Extracted information
....................

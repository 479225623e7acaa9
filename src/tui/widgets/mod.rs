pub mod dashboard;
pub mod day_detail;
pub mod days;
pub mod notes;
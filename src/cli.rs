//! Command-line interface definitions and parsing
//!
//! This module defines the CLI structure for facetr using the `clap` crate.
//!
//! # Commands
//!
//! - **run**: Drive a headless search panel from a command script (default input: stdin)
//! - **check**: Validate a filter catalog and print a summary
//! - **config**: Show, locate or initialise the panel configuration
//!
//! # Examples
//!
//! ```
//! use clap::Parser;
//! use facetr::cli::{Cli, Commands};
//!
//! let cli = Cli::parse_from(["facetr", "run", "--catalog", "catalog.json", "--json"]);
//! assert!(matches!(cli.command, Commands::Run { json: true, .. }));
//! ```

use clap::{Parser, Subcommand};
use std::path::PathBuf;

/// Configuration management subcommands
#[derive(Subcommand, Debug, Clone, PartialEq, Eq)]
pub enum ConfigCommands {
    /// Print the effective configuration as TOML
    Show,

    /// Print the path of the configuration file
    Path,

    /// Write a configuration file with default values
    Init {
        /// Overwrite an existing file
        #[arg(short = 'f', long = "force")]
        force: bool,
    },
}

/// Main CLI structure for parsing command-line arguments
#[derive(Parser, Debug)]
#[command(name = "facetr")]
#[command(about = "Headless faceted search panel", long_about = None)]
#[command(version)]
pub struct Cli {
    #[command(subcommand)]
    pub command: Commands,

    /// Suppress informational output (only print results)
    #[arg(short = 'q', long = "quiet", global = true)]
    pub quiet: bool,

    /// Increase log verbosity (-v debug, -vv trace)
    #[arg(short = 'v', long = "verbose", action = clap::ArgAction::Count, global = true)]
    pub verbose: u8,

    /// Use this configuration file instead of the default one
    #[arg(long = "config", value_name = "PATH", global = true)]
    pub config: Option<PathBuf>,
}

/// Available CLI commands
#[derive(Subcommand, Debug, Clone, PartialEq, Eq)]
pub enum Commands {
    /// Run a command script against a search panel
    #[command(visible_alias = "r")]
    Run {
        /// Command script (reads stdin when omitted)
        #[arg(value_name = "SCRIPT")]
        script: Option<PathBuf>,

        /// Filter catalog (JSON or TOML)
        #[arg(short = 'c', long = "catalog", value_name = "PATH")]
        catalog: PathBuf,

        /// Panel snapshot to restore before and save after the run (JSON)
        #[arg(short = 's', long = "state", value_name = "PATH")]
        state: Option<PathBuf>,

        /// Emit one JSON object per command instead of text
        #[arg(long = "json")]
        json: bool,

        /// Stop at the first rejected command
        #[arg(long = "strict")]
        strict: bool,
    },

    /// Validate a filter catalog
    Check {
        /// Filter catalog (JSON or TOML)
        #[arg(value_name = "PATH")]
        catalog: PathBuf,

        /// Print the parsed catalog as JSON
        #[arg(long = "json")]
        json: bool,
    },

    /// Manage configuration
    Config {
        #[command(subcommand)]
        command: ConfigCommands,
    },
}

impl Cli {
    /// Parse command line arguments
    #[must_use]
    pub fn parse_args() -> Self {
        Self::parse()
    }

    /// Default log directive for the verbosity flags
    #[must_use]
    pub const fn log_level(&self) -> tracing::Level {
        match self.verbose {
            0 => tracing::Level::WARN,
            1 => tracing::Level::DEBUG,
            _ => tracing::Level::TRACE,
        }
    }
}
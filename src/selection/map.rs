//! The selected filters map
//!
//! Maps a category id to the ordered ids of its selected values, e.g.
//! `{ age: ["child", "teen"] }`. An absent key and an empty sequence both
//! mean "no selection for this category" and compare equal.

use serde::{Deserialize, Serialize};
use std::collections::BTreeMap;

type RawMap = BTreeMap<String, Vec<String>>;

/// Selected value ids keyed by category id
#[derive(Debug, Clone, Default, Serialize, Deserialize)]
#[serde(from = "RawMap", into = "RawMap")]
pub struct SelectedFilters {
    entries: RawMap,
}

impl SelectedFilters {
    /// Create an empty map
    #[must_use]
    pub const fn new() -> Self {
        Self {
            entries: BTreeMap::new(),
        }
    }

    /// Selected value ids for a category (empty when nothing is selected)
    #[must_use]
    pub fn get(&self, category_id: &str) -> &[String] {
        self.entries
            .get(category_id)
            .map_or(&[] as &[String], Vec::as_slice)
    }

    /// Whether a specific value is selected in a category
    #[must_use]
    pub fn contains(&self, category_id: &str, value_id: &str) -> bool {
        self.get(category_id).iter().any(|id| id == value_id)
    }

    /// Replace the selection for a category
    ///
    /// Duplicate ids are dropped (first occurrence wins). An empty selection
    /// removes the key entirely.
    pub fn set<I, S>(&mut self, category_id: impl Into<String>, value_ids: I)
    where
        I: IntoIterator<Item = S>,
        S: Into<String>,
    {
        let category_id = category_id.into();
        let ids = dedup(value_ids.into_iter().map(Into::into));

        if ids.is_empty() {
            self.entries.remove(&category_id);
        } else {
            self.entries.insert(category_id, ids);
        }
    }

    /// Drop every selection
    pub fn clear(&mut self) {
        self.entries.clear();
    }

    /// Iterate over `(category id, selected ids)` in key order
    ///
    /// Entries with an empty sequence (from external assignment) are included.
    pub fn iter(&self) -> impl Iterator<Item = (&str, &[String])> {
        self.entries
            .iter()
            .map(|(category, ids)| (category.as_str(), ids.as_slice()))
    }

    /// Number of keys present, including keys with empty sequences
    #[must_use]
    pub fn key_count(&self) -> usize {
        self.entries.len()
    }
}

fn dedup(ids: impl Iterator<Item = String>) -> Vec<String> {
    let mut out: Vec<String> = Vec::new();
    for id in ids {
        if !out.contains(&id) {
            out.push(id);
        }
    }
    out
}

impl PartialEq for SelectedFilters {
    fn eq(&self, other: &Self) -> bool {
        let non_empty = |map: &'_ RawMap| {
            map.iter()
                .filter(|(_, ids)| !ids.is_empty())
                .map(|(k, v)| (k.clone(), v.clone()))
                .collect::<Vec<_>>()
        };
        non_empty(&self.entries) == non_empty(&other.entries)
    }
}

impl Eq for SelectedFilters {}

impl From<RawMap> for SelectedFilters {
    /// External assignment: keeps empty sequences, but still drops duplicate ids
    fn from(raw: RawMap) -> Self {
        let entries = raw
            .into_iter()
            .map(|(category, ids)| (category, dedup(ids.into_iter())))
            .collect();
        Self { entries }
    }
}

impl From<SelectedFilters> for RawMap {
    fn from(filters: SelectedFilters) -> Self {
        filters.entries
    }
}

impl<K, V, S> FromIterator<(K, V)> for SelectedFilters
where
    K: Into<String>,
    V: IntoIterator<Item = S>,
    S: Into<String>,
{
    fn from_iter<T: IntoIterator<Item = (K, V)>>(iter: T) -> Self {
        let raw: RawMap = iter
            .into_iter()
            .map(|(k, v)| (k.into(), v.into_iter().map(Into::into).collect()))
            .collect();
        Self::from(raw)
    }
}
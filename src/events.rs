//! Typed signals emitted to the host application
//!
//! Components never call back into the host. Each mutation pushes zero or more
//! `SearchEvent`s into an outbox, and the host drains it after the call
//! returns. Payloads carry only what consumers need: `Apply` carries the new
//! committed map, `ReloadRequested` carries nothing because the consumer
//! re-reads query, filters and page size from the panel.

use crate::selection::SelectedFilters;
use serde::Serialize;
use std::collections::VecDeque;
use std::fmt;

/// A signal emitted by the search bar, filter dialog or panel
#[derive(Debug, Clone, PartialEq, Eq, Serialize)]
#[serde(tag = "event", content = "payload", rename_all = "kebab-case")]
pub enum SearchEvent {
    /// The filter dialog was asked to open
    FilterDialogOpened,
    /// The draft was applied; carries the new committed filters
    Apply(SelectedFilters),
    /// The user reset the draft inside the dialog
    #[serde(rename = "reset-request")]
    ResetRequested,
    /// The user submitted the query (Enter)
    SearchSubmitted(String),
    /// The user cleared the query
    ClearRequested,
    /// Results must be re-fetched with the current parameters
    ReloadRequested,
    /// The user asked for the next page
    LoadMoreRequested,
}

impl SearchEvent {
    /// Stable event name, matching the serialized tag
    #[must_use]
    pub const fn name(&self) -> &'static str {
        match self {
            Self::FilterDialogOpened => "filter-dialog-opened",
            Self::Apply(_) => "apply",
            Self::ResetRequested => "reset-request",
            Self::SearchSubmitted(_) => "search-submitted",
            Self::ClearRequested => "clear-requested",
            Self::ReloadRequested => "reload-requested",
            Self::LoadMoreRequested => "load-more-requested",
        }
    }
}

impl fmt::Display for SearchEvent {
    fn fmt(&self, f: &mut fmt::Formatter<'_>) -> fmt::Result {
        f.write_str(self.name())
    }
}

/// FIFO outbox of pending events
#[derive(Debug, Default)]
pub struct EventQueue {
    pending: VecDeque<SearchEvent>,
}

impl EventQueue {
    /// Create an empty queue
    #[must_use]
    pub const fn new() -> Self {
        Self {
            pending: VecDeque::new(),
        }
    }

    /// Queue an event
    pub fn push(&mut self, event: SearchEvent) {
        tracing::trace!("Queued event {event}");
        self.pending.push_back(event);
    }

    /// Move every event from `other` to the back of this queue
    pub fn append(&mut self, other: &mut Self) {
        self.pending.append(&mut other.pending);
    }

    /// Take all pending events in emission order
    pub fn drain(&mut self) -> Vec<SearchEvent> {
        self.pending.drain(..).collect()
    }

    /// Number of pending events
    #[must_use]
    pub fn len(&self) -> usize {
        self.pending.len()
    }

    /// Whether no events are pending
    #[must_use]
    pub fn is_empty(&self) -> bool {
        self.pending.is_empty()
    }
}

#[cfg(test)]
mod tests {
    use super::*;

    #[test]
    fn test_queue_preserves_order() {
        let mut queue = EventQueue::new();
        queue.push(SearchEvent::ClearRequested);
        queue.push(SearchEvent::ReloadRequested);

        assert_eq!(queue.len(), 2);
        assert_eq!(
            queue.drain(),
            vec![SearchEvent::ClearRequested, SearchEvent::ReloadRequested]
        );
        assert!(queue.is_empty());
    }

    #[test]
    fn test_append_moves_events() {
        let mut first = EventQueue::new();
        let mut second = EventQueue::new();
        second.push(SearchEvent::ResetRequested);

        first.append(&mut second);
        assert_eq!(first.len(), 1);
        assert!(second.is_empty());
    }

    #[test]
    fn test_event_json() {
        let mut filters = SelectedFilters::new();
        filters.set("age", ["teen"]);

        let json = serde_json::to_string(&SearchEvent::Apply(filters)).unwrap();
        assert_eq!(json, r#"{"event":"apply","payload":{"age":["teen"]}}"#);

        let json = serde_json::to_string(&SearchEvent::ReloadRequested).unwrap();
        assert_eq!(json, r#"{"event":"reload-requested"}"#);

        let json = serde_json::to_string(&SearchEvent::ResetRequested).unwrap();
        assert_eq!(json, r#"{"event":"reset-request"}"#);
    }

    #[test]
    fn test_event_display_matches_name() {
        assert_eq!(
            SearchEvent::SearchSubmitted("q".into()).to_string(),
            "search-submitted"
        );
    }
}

....................

What to do
From the records given above, copy all lines containing "BTreeMap".

Task output
use std::collections::BTreeMap;
type RawMap = BTreeMap<String, Vec<String>>;
            entries: BTreeMap::new(),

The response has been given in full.